Dans un communiqué conjoint publié le 9 mars à Ouagadougou, les ministères en charge du Commerce et de l’Agriculture ont annoncé la fixation, pour l’année 2026, de ces prix minimums applicables aux filières agro-pastorales et halieutiques.
Signé par le ministre de l’Industrie, du Commerce et de l’Artisanat, Serge Gnaniodem Poda, et le ministre d’État chargé de l’Agriculture, Ismaël Sombié, le texte précise que ces tarifs constituent des seuils obligatoires pour toute transaction avec les producteurs. Il est donc désormais interdit d’acheter ou de vendre en dessous des prix fixés.
Parmi les produits concernés figurent notamment la noix brute de cajou (385 FCFA/kg), la mangue fraîche (95 FCFA/kg), l’oignon (165 FCFA/kg), le sésame (450 FCFA/kg) et la tomate (195 FCFA/kg).

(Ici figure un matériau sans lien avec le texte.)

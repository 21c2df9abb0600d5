//! synd-publish - Background daemon for scheduled post publishing
//!
//! Periodically sweeps the store for scheduled posts that are due, enqueues
//! one dispatch entry per (post, platform) pair, and runs the publishing
//! worker pool that drives each pair to published or failed.

use clap::Parser;
use libsyndicate::dispatch::Dispatcher;
use libsyndicate::notify::LogNotifier;
use libsyndicate::publisher::PublisherRegistry;
use libsyndicate::worker::WorkerPool;
use libsyndicate::{selector, Config, Result, Store};
use std::sync::atomic::{AtomicBool, Ordering};
use std::sync::Arc;
use tokio::time::{sleep, Duration};
use tracing::{error, info};

#[derive(Parser, Debug)]
#[command(name = "synd-publish")]
#[command(version)]
#[command(about = "Background daemon for scheduled post publishing")]
#[command(long_about = "\
synd-publish - Background daemon for scheduled post publishing

DESCRIPTION:
    synd-publish is a long-running daemon that publishes scheduled posts.

    On every sweep it selects scheduled posts that are due, enqueues one
    dispatch unit per (post, platform) pair, and lets the worker pool run
    the units to a terminal state. Failed attempts are retried on a fixed
    backoff schedule; the queue is durable, so a restart never drops a
    pair that was already enqueued.

USAGE:
    # Run in foreground (logs to stderr)
    synd-publish

    # Run with custom sweep interval
    synd-publish --poll-interval 30

    # Sweep once, drain the due queue, and exit
    synd-publish --once

SIGNALS:
    SIGTERM, SIGINT - Graceful shutdown (running attempts finish)

CONFIGURATION:
    Configuration file: ~/.config/syndicate/config.toml
    Override with SYNDICATE_CONFIG.

    [database]
    path = \"~/.local/share/syndicate/syndicate.db\"

    [scheduling]
    daily_limit = 5          # scheduled posts per user per day
    max_attempts = 3         # dispatch attempts per pair
    backoff_seconds = [30, 60, 120]
    enforce_time_filter = true
    poll_interval = 60       # seconds between sweeps

    [publishing]
    workers = 4              # worker pool size
    latency_ms = 1000        # simulated publish latency

EXIT CODES:
    0 - Clean shutdown
    1 - Runtime error
    2 - Configuration or database error
")]
struct Cli {
    /// Sweep interval in seconds (overrides config)
    #[arg(long, value_name = "SECONDS")]
    #[arg(help = "How often to sweep for due posts (default: from config)")]
    poll_interval: Option<u64>,

    /// Enable verbose logging to stderr
    #[arg(short, long)]
    #[arg(help = "Enable verbose logging (useful for debugging)")]
    verbose: bool,

    /// Sweep once, drain due entries, and exit (for testing)
    #[arg(long)]
    #[arg(help = "Sweep once, process due entries, and exit")]
    once: bool,
}

#[tokio::main]
async fn main() {
    let cli = Cli::parse();

    init_logging(cli.verbose);

    if let Err(e) = run(cli).await {
        eprintln!("Error: {}", e);
        std::process::exit(e.exit_code());
    }
}

async fn run(cli: Cli) -> Result<()> {
    let config = Config::load()?;
    let store = Arc::new(Store::new(&config.database.path).await?);

    info!("synd-publish daemon starting");

    let registry = Arc::new(PublisherRegistry::simulated(&config.publishing));
    let dispatcher = Arc::new(Dispatcher::new(
        Arc::clone(&store),
        registry,
        Arc::new(LogNotifier),
    ));

    let mut pool = WorkerPool::new(
        Arc::clone(&store),
        dispatcher,
        &config.scheduling,
        config.publishing.workers,
    );
    pool.start().await?;

    let enforce_time_filter = config.scheduling.enforce_time_filter;

    if cli.once {
        let now = chrono::Utc::now().timestamp();
        let report = selector::sweep(&store, enforce_time_filter, now).await?;
        let handled = pool.drain().await?;
        info!(
            selected = report.selected,
            enqueued = report.enqueued,
            handled, "synd-publish: processed posts once, exiting"
        );
        pool.shutdown().await;
        return Ok(());
    }

    let shutdown = Arc::new(AtomicBool::new(false));
    setup_signal_handlers(shutdown.clone())?;

    let poll_interval = cli.poll_interval.unwrap_or(config.scheduling.poll_interval);
    info!("Poll interval: {}s", poll_interval);

    loop {
        if shutdown.load(Ordering::Relaxed) {
            info!("Shutdown requested, stopping daemon loop");
            break;
        }

        let now = chrono::Utc::now().timestamp();
        match selector::sweep(&store, enforce_time_filter, now).await {
            Ok(report) => {
                if report.enqueued > 0 {
                    pool.wake();
                }
            }
            Err(e) => error!("Sweep failed: {}", e),
        }

        // Sleep until next sweep, checking for shutdown every second
        for _ in 0..poll_interval {
            if shutdown.load(Ordering::Relaxed) {
                break;
            }
            sleep(Duration::from_secs(1)).await;
        }
    }

    pool.shutdown().await;
    info!("synd-publish daemon stopped");
    Ok(())
}

/// Initialize logging based on verbosity level
fn init_logging(verbose: bool) {
    use tracing_subscriber::EnvFilter;

    let filter = if verbose {
        EnvFilter::try_from_default_env().unwrap_or_else(|_| EnvFilter::new("debug"))
    } else {
        EnvFilter::try_from_default_env().unwrap_or_else(|_| EnvFilter::new("info"))
    };

    tracing_subscriber::fmt()
        .with_env_filter(filter)
        .with_writer(std::io::stderr)
        .init();
}

/// Set up signal handlers for graceful shutdown
#[cfg(unix)]
fn setup_signal_handlers(shutdown: Arc<AtomicBool>) -> Result<()> {
    use signal_hook::consts::{SIGINT, SIGTERM};
    use signal_hook::iterator::Signals;

    let mut signals = Signals::new([SIGINT, SIGTERM]).map_err(|e| {
        libsyndicate::SyndicateError::InvalidInput(format!("Signal setup failed: {}", e))
    })?;

    std::thread::spawn(move || {
        for sig in signals.forever() {
            match sig {
                SIGTERM | SIGINT => {
                    info!("Received shutdown signal, stopping gracefully...");
                    shutdown.store(true, Ordering::Relaxed);
                    break;
                }
                _ => {}
            }
        }
    });

    Ok(())
}

#[cfg(not(unix))]
fn setup_signal_handlers(_shutdown: Arc<AtomicBool>) -> Result<()> {
    Ok(())
}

Le miel brut est fixé à 1 000 FCFA/kg, le soja à 325 FCFA/kg et le maïs à 135 FCFA/kg.
Le niébé est établi à 400 FCFA/kg, l’arachide en coque à 360 FCFA/kg et l’arachide décortiquée à 575 FCFA/kg.
Selon le gouvernement, cette mesure vise à garantir des revenus plus justes aux producteurs, à renforcer la régulation des marchés et à améliorer la transparence des échanges commerciaux.
Ces prix planchers s’appliquent sur l’ensemble du territoire national durant toute l’année 2026. Les autorités invitent les acteurs des filières concernées ainsi que les services techniques à veiller à leur application stricte. Tout contrevenant s’expose à des sanctions prévues par la réglementation en vigueur.
Les acteurs sont encouragés à signaler tout manquement via les numéros verts mis à disposition par l’administration.